» **Exercise requirements**
Take each line from the material below that includes the string "crate" and copy it.
━━━━━━━━━━━━━━━━━━━━━━━━━━━━━━
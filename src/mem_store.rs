//! In-memory ledger store.
//!
//! Backs the test suite and the stress simulator. One `RwLock` over the
//! row arena; every lock scope is short and never held across an await,
//! so `apply` is trivially atomic and reads never see a torn row.

use std::collections::HashMap;
use std::sync::RwLock;

use crate::error::{EngineError, EngineResult};
use crate::lmsr::Side;
use crate::store::{
    Balance, LedgerStore, LogRecord, Market, Mutation, NewMarket, Position, ResolutionRecord,
    TradeRecord, TransferKind, TransferRecord, SHARE_EPSILON,
};

#[derive(Default)]
struct Inner {
    markets: HashMap<String, Market>,
    balances: HashMap<String, Balance>,
    // keyed (user, market, side)
    positions: HashMap<(String, String, Side), Position>,
    trades: Vec<TradeRecord>,
    transfers: Vec<TransferRecord>,
    resolutions: Vec<ResolutionRecord>,
}

pub struct MemStore {
    default_balance: i128,
    inner: RwLock<Inner>,
}

impl MemStore {
    pub fn new(default_balance: i128) -> Self {
        Self {
            default_balance,
            inner: RwLock::new(Inner::default()),
        }
    }

    /// Audit-log snapshots for assertions.
    pub fn trade_log(&self) -> Vec<TradeRecord> {
        self.inner.read().unwrap().trades.clone()
    }

    pub fn transfer_log(&self) -> Vec<TransferRecord> {
        self.inner.read().unwrap().transfers.clone()
    }

    pub fn resolution_log(&self) -> Vec<ResolutionRecord> {
        self.inner.read().unwrap().resolutions.clone()
    }

    fn ensure_balance<'a>(
        inner: &'a mut Inner,
        account: &str,
        default_balance: i128,
    ) -> &'a mut Balance {
        inner
            .balances
            .entry(account.to_string())
            .or_insert_with(|| Balance {
                account: account.to_string(),
                cash: default_balance,
                volume_traded: 0.0,
                volume_resolved: 0.0,
            })
    }

    /// Reject any guarded mutation before touching a single row.
    fn precheck(inner: &Inner, market: Option<&str>, mutations: &[Mutation]) -> EngineResult<()> {
        if let Some(id) = market {
            if !inner.markets.contains_key(id) {
                return Err(EngineError::MarketNotFound(id.to_string()));
            }
        }

        let mut cash_deltas: HashMap<&str, (i128, bool)> = HashMap::new();
        let mut share_deltas: HashMap<(&str, Side), f64> = HashMap::new();
        for m in mutations {
            match m {
                Mutation::AdjustCash {
                    account,
                    delta,
                    allow_negative,
                } => {
                    let entry = cash_deltas.entry(account.as_str()).or_insert((0, true));
                    entry.0 += delta;
                    entry.1 &= allow_negative;
                }
                Mutation::AdjustPosition {
                    user,
                    side,
                    shares_delta,
                    ..
                } => {
                    *share_deltas.entry((user.as_str(), *side)).or_insert(0.0) += shares_delta;
                }
                _ => {}
            }
        }

        for (account, (delta, allow_negative)) in cash_deltas {
            if allow_negative {
                continue;
            }
            let held = inner
                .balances
                .get(account)
                .map(|b| b.cash)
                .unwrap_or_default();
            if held + delta < 0 {
                return Err(EngineError::InsufficientCash);
            }
        }
        if let Some(id) = market {
            for ((user, side), delta) in share_deltas {
                if delta >= 0.0 {
                    continue;
                }
                let held = inner
                    .positions
                    .get(&(user.to_string(), id.to_string(), side))
                    .map(|p| p.shares)
                    .unwrap_or_default();
                if held + delta < -SHARE_EPSILON {
                    return Err(EngineError::InsufficientShares);
                }
            }
        }
        Ok(())
    }

    fn apply_mutation(
        inner: &mut Inner,
        market: Option<&str>,
        mutation: Mutation,
        default_balance: i128,
    ) {
        match mutation {
            Mutation::MarketTotals {
                q_yes,
                q_no,
                implied_odds,
                volume_delta,
                at,
            } => {
                if let Some(row) = market.and_then(|id| inner.markets.get_mut(id)) {
                    row.yes_shares = q_yes;
                    row.no_shares = q_no;
                    row.implied_odds = implied_odds;
                    row.volume_traded += volume_delta;
                    row.last_trade = Some(at);
                }
            }
            Mutation::MarkResolved { outcome, at } => {
                if let Some(row) = market.and_then(|id| inner.markets.get_mut(id)) {
                    row.resolved = true;
                    row.resolution = Some(outcome);
                    row.resolution_date = Some(at);
                }
            }
            Mutation::AdjustCash { account, delta, .. } => {
                let bal = Self::ensure_balance(inner, &account, default_balance);
                bal.cash += delta;
            }
            Mutation::AdjustPosition {
                user,
                side,
                shares_delta,
                cost_delta,
                at,
            } => {
                let Some(id) = market else { return };
                let key = (user.clone(), id.to_string(), side);
                let pos = inner.positions.entry(key).or_insert_with(|| Position {
                    user,
                    market: id.to_string(),
                    side,
                    shares: 0.0,
                    cost_basis: 0,
                    last_trade: at,
                });
                pos.shares += shares_delta;
                pos.cost_basis = (pos.cost_basis + cost_delta).max(0);
                pos.last_trade = at;
                if pos.shares <= SHARE_EPSILON {
                    let key = (pos.user.clone(), pos.market.clone(), side);
                    inner.positions.remove(&key);
                }
            }
            Mutation::RemovePosition { user, side } => {
                if let Some(id) = market {
                    inner.positions.remove(&(user, id.to_string(), side));
                }
            }
            Mutation::BumpVolume {
                account,
                traded,
                resolved,
            } => {
                let bal = Self::ensure_balance(inner, &account, default_balance);
                bal.volume_traded += traded;
                bal.volume_resolved += resolved;
            }
            Mutation::CascadeDelete => {
                if let Some(id) = market {
                    inner.positions.retain(|(_, m, _), _| m != id);
                    inner.markets.remove(id);
                }
            }
        }
    }

    fn append_log(inner: &mut Inner, log: LogRecord, default_balance: i128) {
        match log {
            LogRecord::Trade(mut rec) => {
                rec.balance_after = Self::ensure_balance(inner, &rec.user, default_balance).cash;
                inner.trades.push(rec);
            }
            LogRecord::Transfer(mut rec) => {
                let acting = match rec.kind {
                    TransferKind::Deposit => rec.to.clone(),
                    TransferKind::Withdrawal | TransferKind::Transfer => rec.from.clone(),
                };
                if let Some(account) = acting {
                    rec.balance_after =
                        Self::ensure_balance(inner, &account, default_balance).cash;
                }
                inner.transfers.push(rec);
            }
            LogRecord::Resolution(rec) => inner.resolutions.push(rec),
        }
    }
}

impl LedgerStore for MemStore {
    fn get_market(
        &self,
        id: &str,
    ) -> impl std::future::Future<Output = EngineResult<Option<Market>>> + Send {
        async move { Ok(self.inner.read().unwrap().markets.get(id).cloned()) }
    }

    fn list_markets(&self) -> impl std::future::Future<Output = EngineResult<Vec<Market>>> + Send {
        async move {
            let inner = self.inner.read().unwrap();
            let mut markets: Vec<Market> = inner.markets.values().cloned().collect();
            markets.sort_by(|a, b| a.id.cmp(&b.id));
            Ok(markets)
        }
    }

    fn get_balance(
        &self,
        account: &str,
    ) -> impl std::future::Future<Output = EngineResult<Balance>> + Send {
        async move {
            let mut inner = self.inner.write().unwrap();
            Ok(Self::ensure_balance(&mut inner, account, self.default_balance).clone())
        }
    }

    fn get_position(
        &self,
        user: &str,
        market: &str,
        side: Side,
    ) -> impl std::future::Future<Output = EngineResult<Option<Position>>> + Send {
        async move {
            let key = (user.to_string(), market.to_string(), side);
            Ok(self.inner.read().unwrap().positions.get(&key).cloned())
        }
    }

    fn market_positions(
        &self,
        market: &str,
    ) -> impl std::future::Future<Output = EngineResult<Vec<Position>>> + Send {
        async move {
            let inner = self.inner.read().unwrap();
            let mut positions: Vec<Position> = inner
                .positions
                .values()
                .filter(|p| p.market == market)
                .cloned()
                .collect();
            positions.sort_by(|a, b| a.user.cmp(&b.user));
            Ok(positions)
        }
    }

    fn user_positions(
        &self,
        user: &str,
    ) -> impl std::future::Future<Output = EngineResult<Vec<Position>>> + Send {
        async move {
            let inner = self.inner.read().unwrap();
            let mut positions: Vec<Position> = inner
                .positions
                .values()
                .filter(|p| p.user == user)
                .cloned()
                .collect();
            positions.sort_by(|a, b| (&a.market, a.side.as_str()).cmp(&(&b.market, b.side.as_str())));
            Ok(positions)
        }
    }

    fn insert_market(
        &self,
        market: NewMarket,
    ) -> impl std::future::Future<Output = EngineResult<()>> + Send {
        async move {
            let mut inner = self.inner.write().unwrap();
            if inner.markets.contains_key(&market.id) {
                return Err(EngineError::MarketExists(market.id));
            }
            let row = Market {
                id: market.id.clone(),
                question: market.question,
                details: market.details,
                subject: market.subject,
                creator: market.creator,
                b: market.b,
                yes_shares: 0.0,
                no_shares: 0.0,
                resolved: false,
                resolution: None,
                resolution_date: None,
                implied_odds: 0.5,
                volume_traded: 0.0,
                last_trade: None,
            };
            inner.markets.insert(market.id, row);
            Ok(())
        }
    }

    fn apply(
        &self,
        market: Option<&str>,
        mutations: Vec<Mutation>,
        logs: Vec<LogRecord>,
    ) -> impl std::future::Future<Output = EngineResult<()>> + Send {
        async move {
            let mut inner = self.inner.write().unwrap();
            Self::precheck(&inner, market, &mutations)?;
            for mutation in mutations {
                Self::apply_mutation(&mut inner, market, mutation, self.default_balance);
            }
            for log in logs {
                Self::append_log(&mut inner, log, self.default_balance);
            }
            Ok(())
        }
    }
}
━━━━━━━━━━━━━━━━━━━━━━━━━━━━━━
» **Written response**
use crate::error::{EngineError, EngineResult};
use crate::lmsr::Side;
use crate::store::{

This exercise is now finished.